Ausgehen in Freising Wohltuend unaufgeregt, ein Bar-Klassiker

Gelassen und gemütlich: In der Freisinger Q-Bar gibt kein unnötiges Chichi, dafür Bier, Wein, Cocktails und Kunst.

(Foto: Marco Einfeldt)

Folge 1 der SZ-Kolumne "Bar-Hocker": Die Q-Bar verzichtet auf teures Design und übermäßige Deko, die freundliche Atmosphäre schätzen Jung und Alt.

Kolumne von Clara Lipkowski, Freising

Viele Bars wollen ja vor allem auffallen. Mit einem stylishen Raumkonzept, ausgefallenen Drinks. Die Q-Bar ist anders. Auffallen? Warum? Sie versteckt sich zwischen einem Outdoorladen und einem An- und Verkauf-Shop und im Innern hat sich wahrscheinlich kein Innenarchitekt einen Lebenstraum erfüllt. Aber das muss ja auch gar nicht sein. Diese Bar ist Understatement, der Gegenentwurf zum Marienplatz-Chichi. Wirtshaus-Atmosphäre soll es aber auch nicht sein, davon hat Freising schon genug.

In der lang gezogenen Bar sind die Holzstühle und Hochtische dunkel, die Wände beige. Viele Gäste stehen - mit Bier in der Hand, einem Cocktail oder gerade dabei, einen Schnaps zu nehmen. An den Wänden wechseln großformatige Bilder ortsansässiger Künstler, das Motto der Bar heißt auch: Bier, Wein, Kunst. Ansonsten verzichtet man hier auf übermäßige Deko. Es ist etwas anderes, das die Q-Bar ausmacht, es ist das Unaufgeregte. Es sagt: Komm herein, entspann dich.

Der Barkeeper jongliert mit den Zutaten für einen Mojito, dann klatscht er mit ein paar Minzblättern dazwischen in die Hände

Man trinkt Helles (Auer vom Fass 3,10 Euro, Tegernseer 2,90), Wein oder Cocktails. Der Moscow Mule (7,50) besticht allerdings vor allem durch seinen hohen Ingweranteil. Wer es mag, dass durch die großzügig verabreichte Schärfe, die sich im Mund ausbreitet, das Gespräch abrupt unterbunden wird, kommt voll auf seine Kosten. Dabei kann man sich hier gut unterhalten. Die Musik, mal Funk, mal Beatles, ist gerade so laut, dass man sich nicht anschreien muss. Der Barkeeper jongliert mit den Zutaten für einen Mojito (7,50), er legt sich ein paar Minzblätter in die Hand, klatscht mit der anderen beherzt darauf und mischt sie in den Drink. Fragender Blick. "Sonst ist's bitter." Er grinst, zuckt mit den Schultern. Er muss jetzt ein bisschen von sich erzählen, schließlich hat er einen englischen Akzent. Er kommt aus Kanada, sagt er, studiert in Freising Brau- und Getränketechnologie. Folgerichtig jobbt er in einer Bar. Auch das ist Freising: eine kleine Weltstadt.
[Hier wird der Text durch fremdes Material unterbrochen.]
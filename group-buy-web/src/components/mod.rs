pub mod group_buy;

pub use group_buy::GroupBuy;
Die Bar, die der heutige Oberbürgermeister einst mit dem jetzigen Inhaber Johannes Wunner betrieb, zieht Studenten ebenso an wie ältere Herrschaften. Manchmal gibt es Konzerte auf der schmalen Empore über der Bar. Und während man dasteht mit dem Drink vor sich und die Kehle langsam taub wird vom nun scharfen Munich Mule (7,50), streift der Blick über die Theke. Anderswo werden die Spirituosen-Flaschen in Szene gesetzt, vom Boden her beleuchtet. Hier stehen sie einfach in einer Reihe. Man legt eben nicht viel Wert auf Prunk und Angeberei. Aber als Gast weiß man: Geht man in die Q-Bar wird's nett und unkompliziert.

Q-Bar: Obere Hauptstraße 5. Telefonnummer 0 81 61/98 47 23, Montag bis Samstag, 9 bis 1 Uhr, Sonntag, 10 bis 0 Uhr.